What Is Light

Light and eyes go together. They are in that category of useful mysteries. It is not alone. We use the warmth of the campfire without knowing much about thermodynamics . We drink water without knowing much about hydration. And for  many of us, we dress ourselves in clothes without knowing much about style.

We may not understand magnets but we know how to use them

Magnetism has something to do with planet cores, poles and other stuff.

And they can pick up paper clips.

Electricity is what happen when a wall switch is turned or, a toaster needs power or the television is turned on. It has something to do with burning coal, solar panels and rushing water. It can have diesel or alternating current. And it needed to turn on the lights.

Our knowledge of light is practical. It may be a mathematical constant and the fastest thing in the universe. Or it might not be. It is useful for starting the day, taking pictures and finding my socks.

It turns out that magnetism, electricity and light are independent of each other. Think of a giant wall. The height is magnetism..it can vary from short to tall, meaning it can vary in intensity from small to large, but it only goes up the down. The width of our imaginary wall is electricity. It varies in intensity too (narrow to wide).

The two walls are independent of each other. They are orthogonal; at 90-degrees to each other.  When that wall of magnetism and electricity comes toward you, that’s light.

Magnetism and electricity are independent but they can be synchronized.

Light is the result of that synchronization.

Light travels. It moves. It is in motion.

 

 

Primary Properties

Polarization

Light travels in waves. It is not easily detected but light fluctuates, coming and going so rapidly we can’t see it. It looks continuous to us. But the waves which result from this polarization impact our vision. Waves give us color and brightness.

Frequency

Light waves, like ocean waves, vary in frequency. think of waves as vibrations. When you slowly shake the ear drum, we perceive low tones. When it is rapidly shaken, we hear high tones.

In vision, we are shaking photoreceptors. We interpret these shakings as colors. It all has to do with how frequent the skating is.

Cosmic radiation is almost constant, X-rays are 10,000 slower, and purple is 4000 times slower than X-rays. Red is twice as slow as purple.

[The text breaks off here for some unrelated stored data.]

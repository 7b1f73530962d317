//! Geocache trackable identifiers.
//!
//! A trackable identifier is nine characters from the 64-character alphabet
//! `' '..='_'`, each stored as six bits (the character minus `0x20`). The
//! characters are packed big-endian into the seven bytes following the page
//! identifier: four characters in the first three bytes, five in the last
//! four, with the final two bits unused.

use core::fmt;

use super::command::CommandError;

/// Number of characters in a trackable identifier.
pub const LENGTH: usize = 9;

/// A nine-character trackable identifier.
#[derive(Clone, Copy, PartialEq, Eq, Hash)]
#[cfg_attr(feature = "serde", derive(serde::Serialize, serde::Deserialize))]
pub struct TrackableId([u8; LENGTH]);

impl TrackableId {
    /// Validate an identifier for programming.
    ///
    /// Lower-case letters are upper-cased, and identifiers shorter than nine
    /// characters are padded with spaces.
    pub fn parse(id: &str) -> Result<Self, CommandError> {
        let count = id.chars().count();
        if count > LENGTH {
            Err(CommandError::IdentifierTooLong(count))?;
        }

        let mut chars = [b' '; LENGTH];
        for (slot, c) in chars.iter_mut().zip(id.chars()) {
            let c = c.to_ascii_uppercase();
            if !(' '..='_').contains(&c) {
                Err(CommandError::UnencodableCharacter(c))?;
            }
            *slot = c as u8;
        }

        Ok(Self(chars))
    }

    /// Decode an identifier from the seven bytes following a page identifier.
    pub fn decode(r: [u8; 7]) -> Self {
        // Each character is a six-bit window, some of which straddle a byte
        // boundary and are read from a rotated little-endian pair.
        let pair = |i: usize| u16::from_le_bytes([r[i], r[i + 1]]);

        let windows = [
            r[0] >> 2,
            (pair(0).rotate_left(4) & 0x3F) as u8,
            (pair(1).rotate_left(2) & 0x3F) as u8,
            r[2] & 0x3F,
            r[3] >> 2,
            (pair(3).rotate_left(4) & 0x3F) as u8,
            (pair(4).rotate_left(2) & 0x3F) as u8,
            r[5] & 0x3F,
            r[6] >> 2,
        ];

        Self(windows.map(|w| w + 0x20))
    }

    /// Encode the identifier into seven bytes, the inverse of
    /// [`TrackableId::decode`].
    pub fn encode(&self) -> [u8; 7] {
        let c = self.0.map(|c| u32::from(c - 0x20));

        let first = (c[0] << 18) | (c[1] << 12) | (c[2] << 6) | c[3];
        let second = (c[4] << 26) | (c[5] << 20) | (c[6] << 14) | (c[7] << 8) | (c[8] << 2);

        let [_, a, b, d] = first.to_be_bytes();
        let [e, f, g, h] = second.to_be_bytes();

        [a, b, d, e, f, g, h]
    }

    /// The identifier, including any space padding.
    pub fn as_str(&self) -> &str {
        // Every character lies in `' '..='_'`, so the bytes are always ASCII.
        core::str::from_utf8(&self.0).unwrap_or_default()
    }
}

impl fmt::Debug for TrackableId {
    fn fmt(&self, f: &mut fmt::Formatter<'_>) -> fmt::Result {
        f.debug_tuple("TrackableId").field(&self.as_str()).finish()
    }
}

impl fmt::Display for TrackableId {
    fn fmt(&self, f: &mut fmt::Formatter<'_>) -> fmt::Result {
        f.write_str(self.as_str().trim_end())
    }
}
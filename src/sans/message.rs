//! Transport message framing around data pages.
//!
//! Inbound broadcast and acknowledged messages carry a data page and,
//! with extended data enabled, the channel identifier of the transmitting
//! device. Outbound commands are sent as extended acknowledged messages
//! addressed by channel identifier.

use thiserror::Error;
use zerocopy::{FromBytes, byteorder::little_endian::U32};

use super::{
    channel::ChannelId,
    page::{PAGE_SIZE, Page},
};

/// Message identifiers.
pub mod id {
    pub const BROADCAST_DATA: u8 = 0x4E;
    pub const ACKNOWLEDGED_DATA: u8 = 0x4F;
    pub const BURST_DATA: u8 = 0x50;
    pub const EXT_BROADCAST_DATA: u8 = 0x5D;
    pub const EXT_ACKNOWLEDGED_DATA: u8 = 0x5E;
    pub const EXT_BURST_DATA: u8 = 0x5F;
}

/// An error parsing an inbound message.
#[derive(Debug, Clone, Copy, PartialEq, Eq, Error)]
pub enum MessageError {
    /// The message ended before its data page or channel identifier.
    #[error("Message is too short ({0} bytes).")]
    TooShort(usize),
    /// The message does not carry a single data page.
    #[error("Unsupported message identifier ({0:#04X}).")]
    Unsupported(u8),
}

/// A data page received on a channel.
#[derive(Debug, Clone, Copy, PartialEq, Eq)]
pub struct Inbound {
    pub channel_number: u8,
    pub channel_id: ChannelId,
    pub page: Page,
}

impl Inbound {
    /// Parse a message, beginning with its length byte.
    pub fn parse(r: &[u8]) -> Result<Self, MessageError> {
        let [_, message_id] = take::<2>(r)?;

        match message_id {
            id::BROADCAST_DATA | id::ACKNOWLEDGED_DATA => {
                // Page first, followed by a flag byte and the channel ID.
                #[repr(C)]
                #[derive(FromBytes)]
                struct Flagged {
                    _length: u8,
                    _message_id: u8,
                    channel_number: u8,
                    page: [u8; PAGE_SIZE],
                    _flag: u8,
                    channel_id: U32,
                }

                let Flagged {
                    channel_number,
                    page,
                    channel_id,
                    ..
                } = zerocopy::transmute!(take::<16>(r)?);

                Ok(Self {
                    channel_number,
                    channel_id: ChannelId::new(channel_id.get()),
                    page: Page::new(page),
                })
            }
            id::EXT_BROADCAST_DATA | id::EXT_ACKNOWLEDGED_DATA | id::EXT_BURST_DATA => {
                #[repr(C)]
                #[derive(FromBytes)]
                struct Extended {
                    _length: u8,
                    _message_id: u8,
                    channel_number: u8,
                    channel_id: U32,
                    page: [u8; PAGE_SIZE],
                }

                let Extended {
                    channel_number,
                    channel_id,
                    page,
                    ..
                } = zerocopy::transmute!(take::<15>(r)?);

                Ok(Self {
                    channel_number,
                    channel_id: ChannelId::new(channel_id.get()),
                    page: Page::new(page),
                })
            }
            _ => Err(MessageError::Unsupported(message_id)),
        }
    }
}

/// A data page to send to a device as an extended acknowledged message.
#[derive(Debug, Clone, Copy, PartialEq, Eq)]
pub struct Outbound {
    pub channel_number: u8,
    pub channel_id: ChannelId,
    pub page: Page,
}

impl Outbound {
    /// Length of an encoded message.
    pub const SIZE: usize = 15;

    pub const fn new(channel_number: u8, channel_id: ChannelId, page: Page) -> Self {
        Self {
            channel_number,
            channel_id,
            page,
        }
    }

    /// Encode the message, beginning with the payload length.
    pub fn encode(&self) -> [u8; Self::SIZE] {
        let mut r = [0; Self::SIZE];
        r[0] = (Self::SIZE - 2) as u8;
        r[1] = id::EXT_ACKNOWLEDGED_DATA;
        r[2] = self.channel_number;
        r[3..7].copy_from_slice(&self.channel_id.id().to_le_bytes());
        r[7..].copy_from_slice(self.page.as_array());
        r
    }
}

/// Take an exact number of bytes from the start of a message.
fn take<const N: usize>(r: &[u8]) -> Result<[u8; N], MessageError> {
    Ok(*r.first_chunk().ok_or(MessageError::TooShort(r.len()))?)
}
#![cfg(feature = "std")]

use std::time::Duration;

use chainring::{
    avec::{
        Config, Device, Session,
        profiles::fitness_equipment::{Equipment, EquipmentType, FeState, FitnessEquipment},
    },
    sans::{ChannelId, Page},
};
use csv::ReaderBuilder;

const CHANNEL_ID: ChannelId = ChannelId::new(0x0011_0001);

fn close(a: f64, b: f64) -> bool {
    (a - b).abs() < 1e-9
}

fn replay(pages: &[[u8; 8]]) -> Session {
    let mut session = Session::new(CHANNEL_ID, Config::default());

    for (i, bytes) in pages.iter().enumerate() {
        let now = Duration::from_millis(250 * i as u64);
        session.receive_page(&Page::new(*bytes), now, &mut ());
    }

    session
}

fn equipment(session: &Session) -> &FitnessEquipment {
    match session.device() {
        Device::FitnessEquipment(d) => d,
        d => panic!("unexpected device {d:?}"),
    }
}

#[test]
fn rower_session() {
    const PATH: &str = "fixtures/rower-session.csv";

    let mut reader = ReaderBuilder::new()
        .flexible(true)
        .has_headers(false)
        .from_path(PATH)
        .unwrap();

    let mut session = Session::new(CHANNEL_ID, Config::default());

    for (i, record) in reader.records().enumerate() {
        let record = record.unwrap();
        let fields: Vec<&str> = record.iter().collect();

        let mut bytes = [0; 8];
        for (b, f) in bytes.iter_mut().zip(&fields[..8]) {
            *b = u8::from_str_radix(f, 16).unwrap();
        }

        let now = Duration::from_millis(250 * i as u64);
        session.receive(&bytes, now, &mut ()).unwrap();

        let fe = equipment(&session);
        let strokes = match fe.equipment {
            Equipment::Rower(s) => s.count.total(),
            _ => 0,
        };

        assert_eq!(strokes.to_string(), fields[8], "strokes at row {i}");
        assert_eq!(
            fe.elapsed().as_millis().to_string(),
            fields[9],
            "elapsed time at row {i}"
        );
        assert_eq!(
            fe.distance_traveled().to_string(),
            fields[10],
            "distance at row {i}"
        );
    }

    let fe = equipment(&session);
    assert_eq!(fe.equipment_type, EquipmentType::Rower);
    assert_eq!(fe.state, FeState::InUse);
    assert!(fe.distance_enabled);
    assert_eq!(fe.speed, 0.0);
}

#[test]
fn rower_strokes_cadence_and_power() {
    let session = replay(&[
        [0x16, 0xFF, 0xFF, 255, 0xFF, 0xFF, 0xFF, 0x31],
        [0x16, 0xFF, 0xFF, 19, 128, 0x00, 0x80, 0x31],
    ]);

    let Equipment::Rower(strokes) = equipment(&session).equipment else {
        panic!("not a rower");
    };

    assert_eq!(strokes.count.total(), 20);
    assert_eq!(strokes.cadence, Some(128));
    assert_eq!(strokes.instantaneous_power, Some(32768));
    assert!(strokes.transmits_count);
}

#[test]
fn rower_unavailable_power() {
    let session = replay(&[[0x16, 0xFF, 0xFF, 0, 0xFF, 0xFF, 0xFF, 0x30]]);

    let Equipment::Rower(strokes) = equipment(&session).equipment else {
        panic!("not a rower");
    };

    assert_eq!(strokes.cadence, None);
    assert_eq!(strokes.instantaneous_power, None);
    assert!(!strokes.transmits_count);
}

#[test]
fn climber_stride_cycles() {
    let session = replay(&[
        [0x17, 0xFF, 0xFF, 10, 40, 0x64, 0x00, 0x31],
        [0x17, 0xFF, 0xFF, 14, 42, 0x6E, 0x00, 0x31],
    ]);

    let Equipment::Climber(strides) = equipment(&session).equipment else {
        panic!("not a climber");
    };

    assert_eq!(strides.count.total(), 4);
    assert_eq!(strides.cadence, Some(42));
    assert_eq!(strides.instantaneous_power, Some(110));
}

#[test]
fn general_page() {
    let session = replay(&[
        [0x10, 19, 250, 200, 0xC4, 0x09, 120, 0x34],
        [0x10, 19, 10, 50, 0xC4, 0x09, 121, 0x34],
    ]);

    let fe = equipment(&session);
    assert_eq!(fe.equipment_type, EquipmentType::Treadmill);
    assert_eq!(fe.elapsed(), Duration::from_secs(4));
    assert_eq!(fe.distance_traveled(), 106);
    assert!(close(fe.speed, 2.5));
    assert_eq!(fe.heart_rate, Some(121));
}

#[test]
fn distance_ignored_unless_enabled() {
    let session = replay(&[
        [0x10, 19, 0, 200, 0xFF, 0xFF, 0xFF, 0x30],
        [0x10, 19, 4, 50, 0xFF, 0xFF, 0xFF, 0x30],
    ]);

    let fe = equipment(&session);
    assert!(!fe.distance_enabled);
    assert_eq!(fe.distance_traveled(), 0);
    assert!(fe.speed.is_nan());
    assert_eq!(fe.heart_rate, None);
    assert_eq!(fe.elapsed(), Duration::from_secs(1));
}

#[test]
fn lap_toggles_are_counted() {
    let session = replay(&[
        [0x10, 19, 0, 0, 0, 0, 0xFF, 0x34],
        [0x10, 19, 4, 0, 0, 0, 0xFF, 0xB4],
        [0x10, 19, 8, 0, 0, 0, 0xFF, 0xB4],
        [0x10, 19, 12, 0, 0, 0, 0xFF, 0x34],
    ]);

    assert_eq!(equipment(&session).laps, 2);
}

#[test]
fn general_settings() {
    let session = replay(&[[0x11, 0xFF, 0xFF, 0xFF, 0x06, 0xFF, 100, 0x20]]);

    let fe = equipment(&session);
    let settings = fe.settings.unwrap();
    assert!(settings.cycle_length.is_nan());
    assert!(close(settings.incline, -2.5));
    assert_eq!(settings.resistance, 50.0);
    assert_eq!(fe.state, FeState::Ready);

    let session = replay(&[[0x11, 0xFF, 0xFF, 150, 0xFF, 0x7F, 0xFF, 0x20]]);

    let settings = equipment(&session).settings.unwrap();
    assert!(close(settings.cycle_length, 1.5));
    assert!(settings.incline.is_nan());
    assert!(settings.resistance.is_nan());
}

#[test]
fn treadmill_vertical_distance() {
    let session = replay(&[
        [0x13, 0xFF, 0xFF, 0xFF, 80, 250, 10, 0x33],
        [0x13, 0xFF, 0xFF, 0xFF, 82, 4, 30, 0x33],
    ]);

    let Equipment::Treadmill(treadmill) = equipment(&session).equipment else {
        panic!("not a treadmill");
    };

    assert_eq!(treadmill.cadence, Some(82));
    assert!(close(treadmill.descent(), 1.0));
    assert!(close(treadmill.ascent(), 2.0));
    assert!(treadmill.transmits_descent);
    assert!(treadmill.transmits_ascent);
}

We can quantify wave frequency by measuring the length of time between peaks. Think of ocean waves. A calm sea has slow moving waves. One wave reaches shore, and there is along pause before the next one arrives.

The length of time between peaks is the wavelength. Slower waves have longer wavelengths. Faster waves come more often and have shorter wavelengths.

Cosmic radiation has an effective wavelength of zero. It is too fast for us to see. At the other end, infrared, radio and electricity are too slow for us to see.

Amplitude

The height of the wave is interpreted by us as intensity. Small waves are dim. Tall waves are bright. Big waves are perceived as bright.

A slow, large wave is sensed as bright and red. Medium sized waves which are large are interpreted as green, of medium intensity. Small rapid waves (short wavelength) are din and purple.

Both frequency and amplitude result in perceptions. There is nothing in the waves, just variations in size and speed.

Direction

Left on its own, light travels in a straight line. Assuming unchanging optical density, light continues in straight lines from its source. That’s how we get shadows. If light flowed around objects, there would be no shadows. Everything would be evenly lit.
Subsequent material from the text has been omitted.